Mi ensalada y el pastel caliente estaban bien también, pero sin más: ensalada estilo precortada, y tipica salsita de boletus. En los menús de boda deberían ponerle a los solomillos una coletilla que dijera: "Solomillo al estilo ceremonia masiva" porque siempre me pregunto qué hubiera sido del solomillo en cuestión, a la brasa o pasadito por la plancha...seguro que nada que ver.
La selección de vinos buena: un blanco Rueda, un rosado de Navarra y Viña Alberdi Rioja.

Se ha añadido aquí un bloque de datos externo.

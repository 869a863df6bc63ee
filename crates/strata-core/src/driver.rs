mod capability;
pub use capability::Capability;

mod response;
pub use response::{Response, Rows};

pub mod operation;
pub use operation::Operation;

use crate::{async_trait, schema::db};

use std::fmt::Debug;

#[async_trait]
pub trait Driver: Debug + Send + Sync + 'static {
    /// Opens a connection to the database.
    async fn connect(&self) -> crate::Result<Box<dyn Connection>>;
}

#[async_trait]
pub trait Connection: Debug + Send + 'static {
    /// Describes the connection's capability, which informs the write
    /// coordinator.
    fn capability(&self) -> &'static Capability;

    /// Returns the columns of `table`, in table order.
    ///
    /// A table that does not exist yields a `SchemaUnavailable` error.
    /// Callers also treat an empty list as a missing table.
    async fn probe_columns(&mut self, table: &str) -> crate::Result<Vec<db::Column>>;

    /// Execute a database operation
    async fn exec(&mut self, schema: &db::Schema, op: Operation) -> crate::Result<Response>;
}
mod kind;
pub use kind::{Kind, LazyAttribute, TableColumns};

use super::KindId;

/// Routing data for every kind, indexed by `KindId`.
///
/// The mapping is constructed while kinds are declared and remains immutable
/// at runtime. It tells the engine which tables back a kind, which columns
/// each table owns, and which datasets load the kind or its descendants'
/// extra columns.
#[derive(Debug, Clone, Default)]
pub struct Mapping {
    pub kinds: Vec<Kind>,
}

impl Mapping {
    /// Returns the mapping for the specified kind.
    ///
    /// # Panics
    ///
    /// Panics if the kind ID does not exist in the mapping.
    pub fn kind(&self, id: impl Into<KindId>) -> &Kind {
        &self.kinds[id.into().0]
    }

    pub(crate) fn kind_mut(&mut self, id: impl Into<KindId>) -> &mut Kind {
        &mut self.kinds[id.into().0]
    }
}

Para constrastar opiniones de una comida estrictamente a la carta os dejo el enlace del Blog: Lo que coma don Manuel, al que de vez en cuando me asomo a ojear:
 https://loquecomadonmanuel.wordpress.com/2011/03/27/restaurante-chiqui-santander-muchos-detalles-no-tanto-sabor/

martes, 10 de mayo de 2011

DÍAS DE SUR (SANTANDER)

Callejeando por el centro de Santander, cerquita del Cañadío, encontramos este relajante restaurante y bar de pinchos que recomienda la Guía Michelín. La decoración del local es muy agradable, todo en tonos blancos y grises, es muy amplio y resulta luminoso. Nosotros solo tomamos unos pinchitos, porque las dos areas de comedor estaban llenas. Según anuncian en su carta hay 37 pinchos diferentes de comida internacional, porque entre sus cocineros hay varios santanderinos pero también un indio, un senegalés, uno de Costa de Marfil, un ecuatoriano...y una carta de vinos bastante amplia. Los precios por pincho alrededor de los tres euros y las raciones por unos nueve. Me pareció un sitio recomendable, porque los pinchitos estaban muy buenos. Y me quede con las ganas de comerme un chupachips y un sandwich de sobao pasiego con foie de los que anunciaba su carta, pero con este cerrabamos la ruta.
Os dejo unas fotos de mi lomo de Juanito con queso de nata y de las anchoas de Santoña.


En nuestra ruta también pasamos por las Bodegas Mazón a por unas Rabas, un sitio clásico según nos dijeron, un local muy grande y de aspecto antiguo, aunque yo me quedo con el Días de Sur.